Erhöhtes Erdrutschrisiko in der Region Emilia-Romagna

Die Gefahr nach den Unwettern lauert allerdings nicht allein nur an den Küstenregionen. Zuletzt meldeten gleich mehrere Lokalverwaltungen Erdrutsche. Allein in der Region Emilia-Romagna sind aus diesem Grund weit mehr als 250 Straßen gesperrt worden. Mit weiteren starken Regenfällen steigt das Erdrutsch-Risiko, wie Antolini einer italienischen Nachrichtenagentur erklärt.
Anders als in anderen Bergregionen Norditaliens bestehten die Erhebungen nicht als massivem Kalk- oder Granitgestein. Der Geologe bezeichnet die Beschaffenheit der „zarten Felsen“ als „ziemlich zerbrechlich“ und bilanziert: „Jetzt stehen wir vor einem außergewöhnlichen Ereignis, aber die Erdrutsche in unseren Bergen wiederholen sich mit diesen intensiven und wiederholten Regenfällen."
"62,5 Prozent der Bevölkerung ist dem Hochwasserrisiko ausgesetzt"

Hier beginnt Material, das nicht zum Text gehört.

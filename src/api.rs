//! REST client for the equipment backend.
//!
//! Every operation issues exactly one request. There is no retry, backoff or
//! timeout: a failure is mapped to [`AppError`] and returned to the caller.

use reqwest::header::AUTHORIZATION;
use reqwest::{Method, RequestBuilder, Response, StatusCode};
use serde::de::DeserializeOwned;
use tracing::{info, warn};

use crate::config::AppConfig;
use crate::error::AppError;
use crate::models::{
    AuthResponse, DatasetSummary, DeleteAck, ErrorBody, LoginRequest, RegisterRequest,
};
use crate::session::Session;
use crate::upload::UploadCandidate;

/// Backend routes, relative to the configured base URL.
#[derive(Debug, Clone, Copy, PartialEq, Eq)]
pub enum Endpoint {
    Login,
    Register,
    UploadCsv,
    UploadHistory,
    DatasetSummary(u64),
    DeleteDataset(u64),
    DownloadPdf(u64),
}

impl Endpoint {
    pub fn method(&self) -> Method {
        match self {
            Endpoint::Login | Endpoint::Register | Endpoint::UploadCsv => Method::POST,
            Endpoint::UploadHistory | Endpoint::DatasetSummary(_) | Endpoint::DownloadPdf(_) => Method::GET,
            Endpoint::DeleteDataset(_) => Method::DELETE,
        }
    }

    pub fn path(&self) -> String {
        match self {
            Endpoint::Login => "/login/".to_string(),
            Endpoint::Register => "/register/".to_string(),
            Endpoint::UploadCsv => "/upload-csv/".to_string(),
            Endpoint::UploadHistory => "/upload-history/".to_string(),
            Endpoint::DatasetSummary(id) => format!("/datasets/{}/summary/", id),
            Endpoint::DeleteDataset(id) => format!("/datasets/{}/delete/", id),
            Endpoint::DownloadPdf(id) => format!("/datasets/{}/download-pdf/", id),
        }
    }

    fn is_auth(&self) -> bool {
        matches!(self, Endpoint::Login | Endpoint::Register)
    }

    fn fallback_message(&self) -> &'static str {
        match self {
            Endpoint::Login | Endpoint::Register => "An error occurred. Please try again.",
            Endpoint::UploadCsv => "Upload failed. Please check your file format and try again.",
            Endpoint::DatasetSummary(_) | Endpoint::DeleteDataset(_) | Endpoint::DownloadPdf(_) => {
                "Dataset not found"
            }
            Endpoint::UploadHistory => "Failed to load upload history",
        }
    }
}

/// Map a non-success response to the error taxonomy.
///
/// The backend's `{"error": "..."}` message is used when present.
pub fn error_for_status(endpoint: Endpoint, status: StatusCode, body: &str) -> AppError {
    let message = serde_json::from_str::<ErrorBody>(body)
        .map(|b| b.error)
        .ok()
        .filter(|m| !m.trim().is_empty())
        .unwrap_or_else(|| endpoint.fallback_message().to_string());

    match status {
        StatusCode::NOT_FOUND => AppError::NotFound(message),
        StatusCode::UNAUTHORIZED | StatusCode::FORBIDDEN => AppError::Auth(message),
        s if s.is_client_error() && endpoint.is_auth() => AppError::Auth(message),
        s if s.is_client_error() => AppError::Validation(message),
        s => AppError::Network(format!("{} returned {}", endpoint.path(), s)),
    }
}

/// A downloaded PDF report.
#[derive(Debug, Clone, PartialEq, Eq)]
pub struct PdfReport {
    pub file_name: String,
    pub bytes: Vec<u8>,
}

pub fn report_file_name(dataset_id: u64) -> String {
    format!("equipment_report_{}.pdf", dataset_id)
}

#[derive(Clone, Debug)]
pub struct ApiClient {
    http: reqwest::Client,
    base_url: String,
    session: Session,
}

impl ApiClient {
    pub fn new(config: &AppConfig, session: Session) -> Result<Self, AppError> {
        Ok(Self {
            http: reqwest::Client::new(),
            base_url: config.validated_base_url()?,
            session,
        })
    }

    pub fn session(&self) -> &Session {
        &self.session
    }

    pub fn url(&self, endpoint: Endpoint) -> String {
        format!("{}{}", self.base_url, endpoint.path())
    }

    /// Start a request for `endpoint`, attaching the session token if one
    /// is stored.
    pub fn request(&self, endpoint: Endpoint) -> RequestBuilder {
        let builder = self.http.request(endpoint.method(), self.url(endpoint));
        match self.session.token() {
            Some(token) => builder.header(AUTHORIZATION, format!("Token {}", token)),
            None => builder,
        }
    }

    async fn send(&self, endpoint: Endpoint, builder: RequestBuilder) -> Result<Response, AppError> {
        info!("{} {}", endpoint.method(), endpoint.path());
        let response = builder.send().await.map_err(|e| {
            warn!("{} {} failed: {}", endpoint.method(), endpoint.path(), e);
            AppError::from(e)
        })?;

        let status = response.status();
        if status.is_success() {
            return Ok(response);
        }

        let body = response.text().await.unwrap_or_default();
        let err = error_for_status(endpoint, status, &body);
        warn!("{} {} -> {}: {}", endpoint.method(), endpoint.path(), status, err);
        Err(err)
    }

    async fn send_json<T: DeserializeOwned>(
        &self,
        endpoint: Endpoint,
        builder: RequestBuilder,
    ) -> Result<T, AppError> {
        let response = self.send(endpoint, builder).await?;
        response
            .json::<T>()
            .await
            .map_err(|e| AppError::Network(format!("Malformed response from {}: {}", endpoint.path(), e)))
    }

    /// Sign in and store the returned token and user.
    pub async fn login(&self, username: &str, password: &str) -> Result<AuthResponse, AppError> {
        let body = LoginRequest { username, password };
        let builder = self.request(Endpoint::Login).json(&body);
        let auth: AuthResponse = self.send_json(Endpoint::Login, builder).await?;
        self.store_auth(&auth)?;
        Ok(auth)
    }

    /// Create an account and store the returned token and user.
    /// A missing email is sent as an empty string.
    pub async fn register(
        &self,
        username: &str,
        email: Option<&str>,
        password: &str,
    ) -> Result<AuthResponse, AppError> {
        let body = RegisterRequest {
            username,
            email: email.unwrap_or(""),
            password,
        };
        let builder = self.request(Endpoint::Register).json(&body);
        let auth: AuthResponse = self.send_json(Endpoint::Register, builder).await?;
        self.store_auth(&auth)?;
        Ok(auth)
    }

    fn store_auth(&self, auth: &AuthResponse) -> Result<(), AppError> {
        if auth.token.is_empty() {
            return Err(AppError::Auth("Server did not issue a token".to_string()));
        }
        self.session.set_session(&auth.token, &auth.user)
    }

    pub fn logout(&self) {
        info!("Logging out");
        self.session.clear_session();
    }

    pub fn upload_request(&self, file: &UploadCandidate) -> Result<RequestBuilder, AppError> {
        let part = reqwest::multipart::Part::bytes(file.content.clone())
            .file_name(file.name.clone())
            .mime_str("text/csv")
            .map_err(|e| AppError::Validation(format!("Invalid upload: {}", e)))?;
        let form = reqwest::multipart::Form::new().part("file", part);
        Ok(self.request(Endpoint::UploadCsv).multipart(form))
    }

    pub async fn upload_csv(&self, file: &UploadCandidate) -> Result<DatasetSummary, AppError> {
        let builder = self.upload_request(file)?;
        self.send_json(Endpoint::UploadCsv, builder).await
    }

    /// Most recent uploads, newest first. The backend caps the count.
    pub async fn upload_history(&self) -> Result<Vec<DatasetSummary>, AppError> {
        let builder = self.request(Endpoint::UploadHistory);
        self.send_json(Endpoint::UploadHistory, builder).await
    }

    pub async fn dataset_summary(&self, id: u64) -> Result<DatasetSummary, AppError> {
        let endpoint = Endpoint::DatasetSummary(id);
        self.send_json(endpoint, self.request(endpoint)).await
    }

    pub async fn delete_dataset(&self, id: u64) -> Result<(), AppError> {
        let endpoint = Endpoint::DeleteDataset(id);
        let response = self.send(endpoint, self.request(endpoint)).await?;
        let ack: DeleteAck = response.json().await.unwrap_or_default();
        info!(
            "Deleted dataset {}: {}",
            id,
            ack.message.as_deref().unwrap_or("ok")
        );
        Ok(())
    }

    pub async fn download_pdf(&self, id: u64) -> Result<PdfReport, AppError> {
        let endpoint = Endpoint::DownloadPdf(id);
        let response = self.send(endpoint, self.request(endpoint)).await?;
        let bytes = response.bytes().await?;
        Ok(PdfReport {
            file_name: report_file_name(id),
            bytes: bytes.to_vec(),
        })
    }

    /// Newest upload with full detail, or `None` if there are none yet.
    pub async fn latest_dataset(&self) -> Result<Option<DatasetSummary>, AppError> {
        let history = self.upload_history().await?;
        match history.first() {
            Some(newest) => self.dataset_summary(newest.id).await.map(Some),
            None => Ok(None),
        }
    }
}
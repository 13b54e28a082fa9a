use leptos::prelude::*;

use crate::app::AppState;
use crate::components::charts::{BarChart, PieChart};
use crate::components::equipment_table::EquipmentTable;
use crate::components::stat_card::{format_stat, Accent, StatCard};
use crate::models::DatasetSummary;
use crate::router::{Transition, View};
use crate::shortcuts::{use_shortcuts, Shortcut};

#[component]
pub fn DashboardPage() -> impl IntoView {
    let state = expect_context::<AppState>();

    use_shortcuts(move |shortcut| {
        if shortcut == Shortcut::Refresh {
            state.load_latest();
        }
    });

    view! {
        <div class="page page-dashboard">
            <div class="page-header">
                <div>
                    <h2>"Dashboard"</h2>
                    <p class="page-description">"Summary of your most recent equipment dataset"</p>
                </div>
                <button
                    class="btn btn-secondary"
                    on:click=move |_| state.load_latest()
                    disabled=move || state.dataset_loading.get()
                >
                    {move || if state.dataset_loading.get() { "Refreshing..." } else { "Refresh" }}
                </button>
            </div>

            {move || {
                let loading = state.dataset_loading.get();
                match state.dataset.get() {
                    Some(dataset) => view! { <DatasetView dataset=dataset /> }.into_any(),
                    None if loading => view! {
                        <div class="loading-container">
                            <div class="spinner"></div>
                            <p class="loading-text">"Loading dataset..."</p>
                        </div>
                    }
                    .into_any(),
                    None => view! { <EmptyDashboard /> }.into_any(),
                }
            }}
        </div>
    }
}

#[component]
fn EmptyDashboard() -> impl IntoView {
    let state = expect_context::<AppState>();

    view! {
        <div class="card empty-state">
            <div class="empty-icon">"\u{1f4ca}"</div>
            <h3>"No Data Yet"</h3>
            <p>"Upload a CSV file to see equipment statistics and charts."</p>
            <button
                class="btn btn-primary"
                on:click=move |_| {
                    state.go(Transition::Navigate(View::Upload));
                }
            >
                "Upload CSV"
            </button>
        </div>
    }
}

#[component]
fn DatasetView(dataset: DatasetSummary) -> impl IntoView {
    let chart = dataset.chart();
    let uploaded = dataset.uploaded_at_display();

    let charts = if chart.is_empty() {
        view! { <p class="table-empty">"No equipment type breakdown available."</p> }.into_any()
    } else {
        view! {
            <div class="chart-grid">
                <BarChart title="Equipment Type Distribution" chart=chart.clone() />
                <PieChart title="Equipment Type Share" chart=chart />
            </div>
        }
        .into_any()
    };

    view! {
        <div class="dataset-view">
            <div class="dataset-meta">
                <span class="badge badge-primary">{format!("Dataset #{}", dataset.id)}</span>
                <span class="dataset-date">{format!("Uploaded {}", uploaded)}</span>
            </div>

            <div class="stat-grid">
                <StatCard
                    label="Total Equipment"
                    value=dataset.total_equipment.to_string()
                    hint="Number of equipment rows in the uploaded CSV"
                    accent=Accent::Primary
                />
                <StatCard
                    label="Avg Flowrate"
                    value=format_stat(dataset.avg_flowrate)
                    hint="Mean flowrate across all equipment"
                    accent=Accent::Success
                />
                <StatCard
                    label="Avg Pressure"
                    value=format_stat(dataset.avg_pressure)
                    hint="Mean pressure across all equipment"
                    accent=Accent::Purple
                />
                <StatCard
                    label="Avg Temperature"
                    value=format_stat(dataset.avg_temperature)
                    hint="Mean temperature across all equipment"
                    accent=Accent::Amber
                />
            </div>

            {charts}

            <EquipmentTable records=dataset.equipment_records />
        </div>
    }
}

Allmählich zeichnet sich das Ausmaß der Zerstörung ab. Nach Angaben regionaler Behörden sollen die entstandenen Schäden schon jetzt in Milliardenhöhe liegen. Denn insgesamt 21 Flüsse sind in der betroffenen Region über die Ufer getreten, Ortschaften in 34 Gemeinden wurden überflutet. "Am stärksten betroffen waren die Städte Cesena, Forlì, Faenza und Castel Bolognese, die auch die am dichtesten besiedelten Städte sind“, sagt Antolini. Dazu kommt, dass „in der Emilia-Romagna 62,5 Prozent der Bevölkerung dem Hochwasserrisiko ausgesetzt sind.“
In anderen betroffenen Gemeinden ist das Überschwemmungsrisiko ähnlich hoch: "Große Teile von Rimini sind in den Karten der Hochwasserrichtlinie der Region Emilia-Romagna als überschwemmungsgefährdet ausgewiesen.“ Zudem bestehe die Gefahr von Überschwemmungen durch Meeresstürme, wie der Geologe klarstellt. Die können laut Antolini sogar mehrmals im Jahr auftreten.
Neue Strategien für ein wiederkehrendes Problem

Zwar zieht das Unwetter in den kommenden Tagen in die Alpenregion weiter, dennoch ist auch in Südfrankreich und in der Region Piemont mit kräftigen Regengüssen und Gewitter auszugehen. Die Unwetterwarnung gilt ebenfalls bis Sizilien – bis Sonntagabend sind lokal Regenmengen von 200 bis 300 Liter pro Quadratmeter möglich.
Der Geologe Paride Antolini hofft nun, dass aus den zurückliegenden Ereignisse die richtigen Schritte gezogen werden: „Wir brauchen eine neue Strategie, neue Entscheidungsprozesse, aber auch verhaltensbezogene Prozesse, die alle betreffen: Bürger, Verwaltungen, Politik.“ Agenzia Italia sagte er, dass es kein Problem sei, „das über Nacht oder in ein paar Jahren gelöst werden kann.“ Insebsondere in dichtbesiedelten Gebieten müsse der bisherige Ansatz überdacht werden. Denn traut man den Prognosen, sind solche Naturkatastrophen in Zukunft wohl kaum auszuschließen.